Aujourd'hui, Atout France bénéficie de recettes qui sont pérennes et lui donnent de la lisibilité. Mais sont-elles suffisantes ? À la suite des attentats de 2015, l'État a débloqué d'urgence 10 millions d'euros pour lancer une grande campagne de promotion. Or Atout France ne s'y est pas engagé d'une manière traditionnelle : l'agence a fait appel à de grands partenaires privés, de sorte qu'on a réussi, pour une fois, à mettre en place un partenariat public-privé positif, grâce auquel les 10 millions d'euros débloqués par l'État ont pu générer 9 millions d'euros de fonds privés. Au total, le coût de la campagne a avoisiné les 20 millions d'euros. Je pense qu'il faut s'inspirer de ce type de dispositif pour que l'argent investi par l'État via Atout France génère des partenariats permettant de démultiplier les crédits et les moyens.
J'en viens à la suppression de la ligne budgétaire consacrée aux garanties de BPIfrance, suppression qui me fait émettre un avis défavorable à l'adoption de cette mission. C'est en effet toute la filière touristique de notre pays – essentiellement des petites entreprises, souvent familiales, des hôtels, des cafés, des restaurants – qui a besoin de financements et de crédit pour innover et se développer. Si, aujourd'hui, le rôle de garantie que jouait BPIfrance auprès des banques n'existe plus, toute la filière de l'industrie touristique va se trouver en grande difficulté. C'est un point de faiblesse qui mérite une attention toute particulière.

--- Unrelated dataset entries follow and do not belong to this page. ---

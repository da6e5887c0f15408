//! Route tree matching
//!
//! Matching is a depth-first walk in declaration order. Children are always
//! tried before their parent so the most specific descendant wins, and the
//! first subtree that produces a match ends the walk.

use std::collections::HashMap;

use once_cell::sync::Lazy;

use crate::error::PatternError;
use crate::path::{join_paths, normalize_path};
use crate::route::{PatternCache, RouteMeta, RouteNode};

/// Parameter name to decoded value
pub type Params = HashMap<String, String>;

/// One matched route
#[derive(Debug, Clone, PartialEq)]
pub struct MatchResult<'a> {
    pub route: &'a RouteNode,
    /// Fully resolved template of the route (`/users/:id`), not the literal URL
    pub path: String,
    pub params: Params,
    pub meta: &'a RouteMeta,
}

impl<'a> MatchResult<'a> {
    fn new(route: &'a RouteNode, path: String, params: Params) -> Self {
        Self {
            route,
            path,
            params,
            meta: &route.meta,
        }
    }

    pub fn param(&self, name: &str) -> Option<&str> {
        self.params.get(name).map(String::as_str)
    }
}

static SHARED: Lazy<RouteMatcher> = Lazy::new(RouteMatcher::new);

/// Matches pathnames against route trees, with its own template cache
#[derive(Debug, Default)]
pub struct RouteMatcher {
    cache: PatternCache,
}

impl RouteMatcher {
    pub fn new() -> Self {
        Self::default()
    }

    /// The process-wide matcher behind the crate-level matching functions
    pub fn shared() -> &'static RouteMatcher {
        &SHARED
    }

    pub fn cache(&self) -> &PatternCache {
        &self.cache
    }

    /// Compiles every template in the tree, surfacing the first malformed one
    pub fn prepare(&self, routes: &[RouteNode]) -> Result<(), PatternError> {
        self.prepare_level(routes, "")
    }

    fn prepare_level(&self, routes: &[RouteNode], prefix: &str) -> Result<(), PatternError> {
        for node in routes {
            let full = join_paths(prefix, &node.path);
            self.cache.compile(&full)?;
            self.prepare_level(&node.children, &full)?;
        }
        Ok(())
    }

    /// Finds the single most specific route for `pathname`
    ///
    /// # Examples
    ///
    /// ```
    /// use rhtmx_client_router::{RouteMatcher, RouteNode};
    ///
    /// let routes = vec![RouteNode::new("users").with_child(RouteNode::new(":id"))];
    /// let matcher = RouteMatcher::new();
    ///
    /// let found = matcher.match_route(&routes, "/users/42", "").unwrap().unwrap();
    /// assert_eq!(found.path, "/users/:id");
    /// assert_eq!(found.param("id"), Some("42"));
    ///
    /// assert!(matcher.match_route(&routes, "/posts", "").unwrap().is_none());
    /// ```
    pub fn match_route<'a>(
        &self,
        routes: &'a [RouteNode],
        pathname: &str,
        prefix: &str,
    ) -> Result<Option<MatchResult<'a>>, PatternError> {
        let pathname = normalize_path(pathname);
        Ok(self
            .walk(routes, &pathname, prefix)?
            .and_then(|chain| chain.into_iter().next()))
    }

    /// Root-to-leaf chain of matches for `pathname`
    ///
    /// The last element is what [`match_route`](Self::match_route) returns.
    /// Ancestors carry the params their own template binds.
    pub fn find_matching_routes<'a>(
        &self,
        routes: &'a [RouteNode],
        pathname: &str,
        prefix: &str,
    ) -> Result<Vec<MatchResult<'a>>, PatternError> {
        let pathname = normalize_path(pathname);
        let mut chain = self.walk(routes, &pathname, prefix)?.unwrap_or_default();
        chain.reverse();
        Ok(chain)
    }

    /// Params of `template` in `pathname`, empty when it does not match
    pub fn extract_params(&self, template: &str, pathname: &str) -> Result<Params, PatternError> {
        let pattern = self.cache.compile(template)?;
        Ok(pattern.extract(pathname).unwrap_or_default())
    }

    pub fn clear_cache(&self) {
        self.cache.clear();
    }

    /// Leaf-first chain of the first subtree that matches
    fn walk<'a>(
        &self,
        routes: &'a [RouteNode],
        pathname: &str,
        prefix: &str,
    ) -> Result<Option<Vec<MatchResult<'a>>>, PatternError> {
        for node in routes {
            // A top-level `/` only groups its children; it matches on its own
            // for the root URL alone.
            if node.is_root() && prefix.is_empty() {
                if let Some(mut chain) = self.walk(&node.children, pathname, "/")? {
                    chain.push(MatchResult::new(node, "/".to_string(), Params::new()));
                    return Ok(Some(chain));
                }
                if pathname == "/" {
                    return Ok(Some(vec![MatchResult::new(
                        node,
                        "/".to_string(),
                        Params::new(),
                    )]));
                }
                continue;
            }

            let full = join_paths(prefix, &node.path);
            let pattern = self.cache.compile(&full)?;
            let exact = pattern.extract(pathname);

            if !node.children.is_empty() {
                if let Some(mut chain) = self.walk(&node.children, pathname, &full)? {
                    let params = exact
                        .or_else(|| pattern.extract_prefix(pathname))
                        .unwrap_or_default();
                    chain.push(MatchResult::new(node, full, params));
                    return Ok(Some(chain));
                }
            }

            if let Some(params) = exact {
                return Ok(Some(vec![MatchResult::new(node, full, params)]));
            }
        }

        Ok(None)
    }
}

/// [`RouteMatcher::match_route`] on the shared matcher with an empty prefix
pub fn match_route<'a>(
    routes: &'a [RouteNode],
    pathname: &str,
) -> Result<Option<MatchResult<'a>>, PatternError> {
    RouteMatcher::shared().match_route(routes, pathname, "")
}

/// [`RouteMatcher::find_matching_routes`] on the shared matcher with an empty prefix
pub fn find_matching_routes<'a>(
    routes: &'a [RouteNode],
    pathname: &str,
) -> Result<Vec<MatchResult<'a>>, PatternError> {
    RouteMatcher::shared().find_matching_routes(routes, pathname, "")
}

/// Params of `template` in `pathname` using the shared cache
///
/// ```
/// use rhtmx_client_router::extract_params;
///
/// let params = extract_params("/users/:id", "/users/john%20doe").unwrap();
/// assert_eq!(params.get("id").map(String::as_str), Some("john doe"));
///
/// assert!(extract_params("/users/:id", "/posts/1").unwrap().is_empty());
/// ```
pub fn extract_params(template: &str, pathname: &str) -> Result<Params, PatternError> {
    RouteMatcher::shared().extract_params(template, pathname)
}

/// Drops every template compiled by the shared matcher
pub fn clear_matcher_cache() {
    RouteMatcher::shared().clear_cache();
}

La conclusion de mon rapport revient sur la nécessité de ne plus fonder notre économie touristique sur le seul accueil des touristes étrangers. L'Auvergnat n'a-t-il pas envie d'aller découvrir la Bretagne ? L'Alsacien ne veut-il pas venir sur la Côte d'Azur ? Le Savoyard n'a-t-il pas envie de découvrir l'Alsace ? Il y a là tout un effort à faire, qui n'est fait, pour l'instant, que de manière disparate selon les régions.
Nous devons certes garder notre objectif de 100 millions de touristes, mais aussi nous donner les moyens de chiffrer et de développer le tourisme des Français en France, d'autant que le tourisme a une incidence écologique et environnementale. L'empreinte écologique d'un Japonais, d'un Russe ou d'un Chinois n'est pas la même que celle du Savoyard qui va en Auvergne ou descend dans le Midi. Ces notions ne sont aujourd'hui peut-être pas suffisamment prises en compte.
Le traitement des distorsions de concurrence nécessite deux choses. D'abord, une formation plus approfondie serait bénéfique aux acteurs de l'industrie touristique et au tissu familial de ses petites entreprises. C'est l'une des préconisations de mon rapport : que les pouvoirs publics, via Atout France ou les comités régionaux du tourisme, développent des formations. Ensuite, un avis en ligne peut détruire une réputation d'un hôtel, d'un restaurant ou d'un bar, voire d'une destination, d'une commune ou d'un site touristique. On ne prend pas la mesure de la chose aujourd'hui ; c'est la jungle. Il faut malheureusement que nous encadrions ces pratiques-là.
Je terminerai par la question des zones blanches. Si l'on veut développer l'attractivité touristique du territoire et, en particulier, des niches touristiques comme l'oenotourisme ou le tourisme gastronomique, il faut résorber ces zones blanches qui sont aujourd'hui un obstacle majeur.